• _EXERCISE BRIEF_: Using the records below, filter out every line that lacks "NotFound" and copy the rest.

• _GIVEN RECORDS_:
*** Block opens ***

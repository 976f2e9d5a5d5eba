//! Collaborator traits for the cluster object store.
//!
//! The node agent never owns these objects: attachment records are watched
//! and updated by an external attach controller, secrets and driver
//! descriptors are read-only. Implementations must report a missing object as
//! [`CsiError::NotFound`], a name clash on create as
//! [`CsiError::AlreadyExists`] and a refused read as
//! [`CsiError::AccessDenied`]; callers rely on those kinds to decide what to
//! do next.

use async_trait::async_trait;
use futures::stream::BoxStream;

use crate::error::CsiError;
use crate::types::{AttachmentRecord, CsiDriverInfo, Secret};

/// A change to a watched attachment record.
#[derive(Debug, Clone)]
pub enum WatchEvent {
    Added(AttachmentRecord),
    Modified(AttachmentRecord),
    Deleted(String),
}

impl WatchEvent {
    /// Name of the record this event is about.
    pub fn name(&self) -> &str {
        match self {
            Self::Added(r) | Self::Modified(r) => &r.name,
            Self::Deleted(name) => name,
        }
    }
}

/// Stream of changes to a single attachment record.
///
/// The stream may drop events under load; consumers re-read the record
/// instead of trusting the stream to be complete.
pub type WatchStream = BoxStream<'static, WatchEvent>;

/// Durable, watchable store of attachment records.
#[async_trait]
pub trait AttachmentStore: Send + Sync {
    async fn get(&self, name: &str) -> Result<AttachmentRecord, CsiError>;

    /// Create a record. Fails with [`CsiError::AlreadyExists`] if the name is
    /// taken.
    async fn create(&self, record: AttachmentRecord) -> Result<AttachmentRecord, CsiError>;

    /// Replace an existing record. Fails with [`CsiError::NotFound`] if it is
    /// gone.
    async fn update(&self, record: AttachmentRecord) -> Result<AttachmentRecord, CsiError>;

    async fn delete(&self, name: &str) -> Result<(), CsiError>;

    /// Subscribe to changes of the record called `name`.
    async fn watch(&self, name: &str) -> Result<WatchStream, CsiError>;
}

/// Read-only access to namespaced secrets.
#[async_trait]
pub trait SecretStore: Send + Sync {
    async fn get_secret(&self, namespace: &str, name: &str) -> Result<Secret, CsiError>;
}

/// Read-only access to the cached per-driver capability descriptors.
#[async_trait]
pub trait DriverStore: Send + Sync {
    async fn get_driver(&self, name: &str) -> Result<CsiDriverInfo, CsiError>;
}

*** Block closes ***

• _SOLUTION_:
//! [`CsiError::NotFound`], a name clash on create as
    /// Replace an existing record. Fails with [`CsiError::NotFound`] if it is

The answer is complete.